What will follow is a very long explanation of why I think BBC Sherlock has become fan fiction in every sense of the word, applying a technique called estrangement effect to achieve as well as envision this. It has been happening since S3 - but came into full force in S4 and especially TFP.
Let me state at first: Sherlock Holmes is dead. He died after jumping off Bart’s. That’s the one thing Mofftisson did that no other adaption has dared to do. Not even ACD did describe Holmes dying. But Mofftisson showed us: Sherlock jumped and hit the pavement. We saw it, and it was never explained how he survived. Because he didn’t. What we watch in TEH is altered footage, like in the beginning of TST. Alienated ficitional reality.
But still Sherlock came back. How is this possible? Because Sherlock Holmes never lived, and so could never die; because Sherlock Holmes as a fictional character has long ago crossed the line between ficiton and reality. He exists in both worlds, the ficitonal and ours. Schödinger’s Sherlock, so to speak.
Mofftiss (and Steve Thompson) have adapted Holmes for the 21st century - with all its consequences. They are the first who allow Holmes to die - as it should have been, in Watson’s arms. This is truly new - like it or not.
But why could he survive? Because of the fans. Fans brought Holmes back in 1903 - and they brought him back in S3 (or even MHR). Whereas S1 and S2 might still be somehow canon compliant if modernised, with S3/MHR the show left the realm of ACD and became something else. It became our story. We are the narrators. Therefore, we appear, for example, as Anderson or the Empty Hearse Club, before we, in TAB, leave this concrete narrator position behind to ascend onto yet another narrative level.
Many commented (and lamented) the change from S2 to S3. The show became a romcom! The cases didn’t matter anymore! All those new characters! All true - because the BBC adaption had detached itself from ACD and started to become its own work of art, it’s very own pastiche. That might be self-referential; and perhaps wasn’t even always well made (TFP!) - but I think we should stop applying real life structures and standards to this work of art - because it simply doesn’t work. (And, as every writer, Mofftiss have the right to fuck their own story up).
The audience and fandom struggle with a lot of twists after S2 because making the distinction between canon compliant fictional verisimilitude and the realm of associative fan fic is especially hard to mark with a figure like Holmes - who seems real and yet never was.

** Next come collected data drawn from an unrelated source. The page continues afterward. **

mod item;
pub use item::CalendarItem;
mod calendar;
pub use calendar::{CalendarRoot, ItemStore};
mod event;
pub use event::Event;
mod todo;
pub use todo::Todo;

use chrono::NaiveDate;
use std::{marker::PhantomData, slice};

use crate::ParserOptions;

#[derive(Debug, Clone, thiserror::Error, PartialEq, Eq)]
pub enum ItemError {
    #[error("missing property: {0}")]
    MissingProperty(String),
}

/// A typed, read-only projection over items of one type.
pub trait ItemView<'a>: Sized {
    /// Type name of the items this view applies to.
    const NAME: &'static str;

    /// Wrap `item`, decoding its values with `options`.
    fn from_item(item: &'a CalendarItem, options: ParserOptions) -> Self;
}

/// Lazy iterator over the items of one type, in document order.
pub struct Views<'a, V> {
    items: slice::Iter<'a, CalendarItem>,
    options: ParserOptions,
    _v: PhantomData<V>,
}

impl<'a, V: ItemView<'a>> Views<'a, V> {
    pub(crate) fn new(items: &'a [CalendarItem], options: ParserOptions) -> Self {
        Self {
            items: items.iter(),
            options,
            _v: PhantomData,
        }
    }
}

impl<'a, V: ItemView<'a>> Iterator for Views<'a, V> {
    type Item = V;

    #[inline]
    fn next(&mut self) -> Option<Self::Item> {
        let options = self.options;
        self.items.next().map(|item| V::from_item(item, options))
    }

    #[inline]
    fn size_hint(&self) -> (usize, Option<usize>) {
        self.items.size_hint()
    }
}

impl<'a, V: ItemView<'a>> ExactSizeIterator for Views<'a, V> {}

/// Date part of a date property, `None` if it is missing or undecodable.
#[inline]
fn date_of(item: &CalendarItem, key: &str, options: &ParserOptions) -> Option<NaiveDate> {
    item.get_date_time_with(key, options)
        .ok()
        .flatten()
        .map(|dt| dt.date())
}
//! Split the result of `LineReader` into content lines.
//!
//! A content line is made of:
//! - A name, kept as written.
//! - An optional parameter segment, everything between the first `;` and the
//!   first `:`. It is not split any further.
//! - A value, everything after the first `:`. Later colons stay in the value.
//!
//! All three parts are trimmed of surrounding whitespace.
//!
//! #### Warning
//!   No checks are made on the validity of names, parameters or values. Lines
//!   without a colon or without a name are reported as errors so the caller
//!   can skip them.
//!
//! # Examples
//!
//! ```rust
//! let mut reader = caldata_lite::ContentLineParser::from_str("DTSTART;VALUE=DATE:20240101");
//! let line = reader.next().unwrap().unwrap();
//! assert_eq!(line.name, "DTSTART");
//! assert_eq!(line.parameter, "VALUE=DATE");
//! assert_eq!(line.value, "20240101");
//! ```

use lazy_static::lazy_static;
use regex::Regex;
use std::fmt;

use super::{Line, LineReader};
use crate::VALUE_DELIMITER;

lazy_static! {
    // name, optional `;parameter`, then everything after the first colon
    static ref CONTENT_LINE: Regex =
        Regex::new(r"^([^:;]*)(?:;([^:]*))?:(.*)$").expect("content line pattern is valid");
}

/// Error arising when trying to parse a content line
#[derive(Debug, thiserror::Error, PartialEq, Eq)]
pub enum ContentLineError {
    #[error("Line {0}: Missing property name.")]
    MissingName(usize),
    #[error("Line {0}: Missing a \"{1}\" delimiter.")]
    MissingDelimiter(usize, char),
}

/// One tokenized content line.
#[derive(Debug, Clone, Default, Eq, PartialEq, Hash)]
pub struct ContentLine {
    /// Property name.
    pub name: String,
    /// Raw parameter segment, empty when absent.
    pub parameter: String,
    /// Raw property value.
    pub value: String,
}

impl ContentLine {
    #[inline]
    pub fn is_begin(&self) -> bool {
        self.name.eq_ignore_ascii_case("BEGIN")
    }

    #[inline]
    pub fn is_end(&self) -> bool {
        self.name.eq_ignore_ascii_case("END")
    }
}

impl fmt::Display for ContentLine {
    fn fmt(&self, f: &mut fmt::Formatter) -> fmt::Result {
        write!(
            f,
            "name: {}\nparameter: {:?}\nvalue: {:?}",
            self.name, self.parameter, self.value
        )
    }
}

pub struct ContentLineParser<'a>(LineReader<'a>);

impl<'a> ContentLineParser<'a> {
    pub fn new(line_reader: LineReader<'a>) -> Self {
        ContentLineParser(line_reader)
    }

    #[allow(clippy::should_implement_trait)]
    pub fn from_str(input: &'a str) -> Self {
        ContentLineParser(LineReader::new(input))
    }

    /// Tokenize a single logical line.
    pub fn parse_line(line: &Line) -> Result<ContentLine, ContentLineError> {
        let Some(caps) = CONTENT_LINE.captures(line.as_str()) else {
            return Err(ContentLineError::MissingDelimiter(
                line.number(),
                VALUE_DELIMITER,
            ));
        };
        let segment = |idx: usize| caps.get(idx).map_or("", |m| m.as_str().trim());

        let name = segment(1);
        if name.is_empty() {
            return Err(ContentLineError::MissingName(line.number()));
        }
        Ok(ContentLine {
            name: name.to_owned(),
            parameter: segment(2).to_owned(),
            value: segment(3).to_owned(),
        })
    }
}

impl Iterator for ContentLineParser<'_> {
    type Item = Result<ContentLine, ContentLineError>;

    fn next(&mut self) -> Option<Self::Item> {
        self.0.next().map(|line| Self::parse_line(&line))
    }
}
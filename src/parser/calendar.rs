//! Build a [`CalendarRoot`] from the content lines of a document.
//!
//! Every `BEGIN` line opens a new item that receives all following lines.
//! In the default flat mode an item is never closed explicitly, it just stops
//! receiving lines when the next `BEGIN` shows up. `END` lines are not special
//! and land in the open item as an `END` property. Blocks nested two levels
//! deep therefore leak their trailing lines into the inner item. Set
//! [`ParserOptions::nested`] to pair `BEGIN` and `END` with a stack instead.
//!
//! Malformed lines never fail the parse, they are logged and skipped.
//!
//! # Examples
//!
//! ```rust
//! let cal = caldata_lite::parse(
//!     "BEGIN:VCALENDAR\r\nBEGIN:VEVENT\r\nSUMMARY:Test\r\nEND:VEVENT\r\nEND:VCALENDAR\r\n",
//! );
//! let event = cal.events().next().unwrap();
//! assert_eq!(event.summary().unwrap(), "Test");
//! ```

use crate::{
    ContentLineParser, LineReader, ParserError, ParserOptions,
    component::{CalendarItem, CalendarRoot, ItemStore},
    parser::{ContentLine, Line},
};

/// Write target of the following lines.
#[derive(Debug, Clone, PartialEq, Eq)]
enum Target {
    Root,
    Item { type_name: String, index: usize },
}

/// Incremental builder behind [`parse`], fed one logical line at a time.
#[derive(Debug, Default)]
pub struct CalendarParser {
    options: ParserOptions,
    root: Option<CalendarItem>,
    items: ItemStore,
    // Flat mode keeps at most one entry
    open: Vec<Target>,
}

impl CalendarParser {
    pub fn new(options: ParserOptions) -> Self {
        Self {
            options,
            ..Default::default()
        }
    }

    /// Tokenize and apply one logical line.
    pub fn feed(&mut self, line: &Line) {
        match ContentLineParser::parse_line(line) {
            Ok(content_line) => self.apply(content_line, line.number()),
            Err(err) => tracing::trace!(%err, "Skipping unrecognised line"),
        }
    }

    fn apply(&mut self, line: ContentLine, number: usize) {
        if line.is_begin() {
            self.begin(line.value, number);
        } else if line.is_end() && self.options.nested {
            self.end(&line.value, number);
        } else {
            self.push(line, number);
        }
    }

    fn begin(&mut self, type_name: String, number: usize) {
        if type_name.is_empty() {
            tracing::trace!(line = number, "Skipping BEGIN without a block name");
            return;
        }
        tracing::trace!(line = number, %type_name, "Opening item");

        let target = if self.root.is_none() {
            self.root = Some(CalendarItem::new(type_name));
            Target::Root
        } else {
            let index = self.items.open(&type_name);
            Target::Item { type_name, index }
        };

        if !self.options.nested {
            self.open.clear();
        }
        self.open.push(target);
    }

    /// Close the innermost open item named `type_name` and everything opened
    /// inside it. An `END` matching no open item is dropped.
    fn end(&mut self, type_name: &str, number: usize) {
        let position = self.open.iter().rposition(|target| {
            let open_name = match target {
                Target::Root => self.root.as_ref().map_or("", CalendarItem::type_name),
                Target::Item { type_name: name, .. } => name.as_str(),
            };
            open_name.eq_ignore_ascii_case(type_name)
        });
        match position {
            Some(position) => {
                let unclosed = self.open.len() - position - 1;
                if unclosed > 0 {
                    tracing::trace!(
                        line = number,
                        %type_name,
                        unclosed,
                        "END closes unterminated items"
                    );
                }
                self.open.truncate(position);
            }
            None => tracing::trace!(
                line = number,
                %type_name,
                "Skipping END that does not match any open item"
            ),
        }
    }

    fn push(&mut self, line: ContentLine, number: usize) {
        let item = match self.open.last() {
            Some(Target::Root) => self.root.as_mut(),
            Some(Target::Item { type_name, index }) => self.items.get_mut(type_name, *index),
            None => None,
        };
        let Some(item) = item else {
            tracing::trace!(line = number, name = %line.name, "Skipping line outside of any item");
            return;
        };
        item.push(line.name, line.parameter, line.value);
    }

    pub fn finish(self) -> CalendarRoot {
        CalendarRoot::new(self.root.unwrap_or_default(), self.items, self.options)
    }
}

/// Parse a document with the default options. Never fails.
pub fn parse(input: &str) -> CalendarRoot {
    parse_with_options(input, &ParserOptions::default())
}

#[tracing::instrument(skip(input), fields(input_len = input.len()))]
pub fn parse_with_options(input: &str, options: &ParserOptions) -> CalendarRoot {
    tracing::debug!("Parsing calendar document");

    let mut parser = CalendarParser::new(*options);
    for line in LineReader::new(input) {
        parser.feed(&line);
    }
    let root = parser.finish();

    tracing::debug!(
        root = root.type_name(),
        item_types = root.items().len(),
        "Calendar document parsed"
    );
    root
}

/// Like [`parse`], but reject input that does not start with a calendar.
///
/// Only the first line is checked, the rest is parsed as leniently as ever.
pub fn parse_strict(input: &str) -> Result<CalendarRoot, ParserError> {
    let mut lines = ContentLineParser::from_str(input);
    let header = lines.next().ok_or(ParserError::EmptyInput)??;
    if !header.is_begin() || !header.value.eq_ignore_ascii_case("VCALENDAR") {
        return Err(ParserError::MissingHeader);
    }
    Ok(parse(input))
}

On the other hand, he is the perfect character to undergo such a narrative transformation.
If this interests you, please continue under the cut.
We tend to structure random things happening within a linear narration, thereby charging these happenings with meaning, embedding them within a reasoning of cause and effect. But this is an illusion. Life doesn’t work this way. Things just happen, sometimes simultaneously, mostly randomly; they don’t have to be connected. It’s us (western) humans, with our way of thinking in past, present and future, and by drawing a straight progressing line from these points, who impose this structure on life and stories. Because we need this to function in our modern societies, that are based on reasoning and predictability. We think critical and want explanations. This is the way we are used to tell stories and be told stories. So, when we fabricate stories, we mostly apply those narrative strucutres: cause and effect, connections, one thing leading to another.
Stories who evoke the impression of telling real happenings have therefore to follow those lines and rules to be believable. As @welovethebeekeeper wrote, they have to follow a certain learned cultural verisimilitude. If these rules are broken, we start to feel uneasy. Things seem strange, fucky, we become aware that something is changing. It kind of shocks us.
Of course, there are other ways of storytelling: magical realism, for exapmple, or ghost stories, who break down the barrier between what is probable and what is not. But even most of them follow the classic form of storytelling: beginning, climax, end.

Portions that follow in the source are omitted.